The bucket operator generates additional metrics. For each class the following two statistics are generated (as an example):

{"measurement":"bucketing",
 "tags":{
   "action":"pass",
   "class":"test",
   "direction":"output",
   "node":"bucketing",
   "pipeline":"main",
   "port":"out"
 },
 "fields":{"count":93},
 "timestamp":1553012903452340000
}
{"measurement":"bucketing",
 "tags":{
   "action":"overflow",
   "class":"test",
   "direction":"output",
   "node":"bucketing",
   "pipeline":"main",
   "port":"out"
 },
 "fields":{"count":127},
 "timestamp":1553012903452340000
}

This tells us the following, up until this measurement was published in the class test:

  • (pass) Passed 93 events
  • (overflow) Marked 127 events as overflow due to not fitting in the limit

generic::backpressure

This operator is deprecated please use qos::backpressure instead.

qos::backpressure

The backpressure operator is used to introduce delays based on downstream systems load. Longer backpressure steps are introduced every time the latency of a downstream system reached timeout, or an error occurs. On a successful transmission within the timeout limit, the delay is reset.

Configuration options:

  • timeout - Maximum allowed 'write' time in milliseconds.
  • steps - Array of values to delay when a we detect backpressure. (default: [50, 100, 250, 500, 1000, 5000, 10000])

Outputs:

  • out
  • overflow - Events that are not let past due to active backpressure

Example:

define qos::backpressure operator bp
with
  timeout = 100
end;

qos::percentile

An alternative traffic shaping option to backpressure. Instead of all dropping events for a given time we drop a statistical subset with an increasing percentage of events dropped the longer we see errors / timeouts.

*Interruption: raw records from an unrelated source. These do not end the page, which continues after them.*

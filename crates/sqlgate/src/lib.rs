#![forbid(unsafe_code)]

pub mod cli;
pub mod config;
pub mod introspect;
pub mod logging;
pub mod models;
pub mod results;
pub mod sql;
pub mod utils;

pub use cli::app::{Cli, Command};
pub use models::{DatabaseSchema, SchemaValidationResult, ValidationResult};
pub use sql::SqlValidator;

In general step_up should always be significantly smaller then step_down to ensure we gradually reapproach the ideal state.

Configuration options:

  • timeout - Maximum allowed 'write' time in milliseconds.
  • step_down - What additional percentile should be dropped in the case of a timeout (default 5%: 0.05)
  • step_up - What percentile should be recovered in case of a good event. (default: 0.1%: 0.001)

Outputs:

  • out
  • overflow - Events that are not let past due to active backpressure

Example:

define qos::percentile operator as perc
with
  timeout = 100,
  step_down = 0.1 # 10%
end;

qos::roundrobin

Evenly distributes events over it's outputs. If a CB trigger event is received from an output this output is skipped until the circuit breaker is restored. If all outputs are triggered the operator itself triggers a CB event.

Outputs:

  • * (any named output is possible)

Example:

define qos::roundrobin operator roundrobin
with
  outputs = ["round", "robin", "outputs"]
end;

qos::wal

A Write Ahead Log that will persist data to disk and feed the following operators from this disk cache. It allows to run onramps that do not provide any support for delivery guarantees with offramps that do.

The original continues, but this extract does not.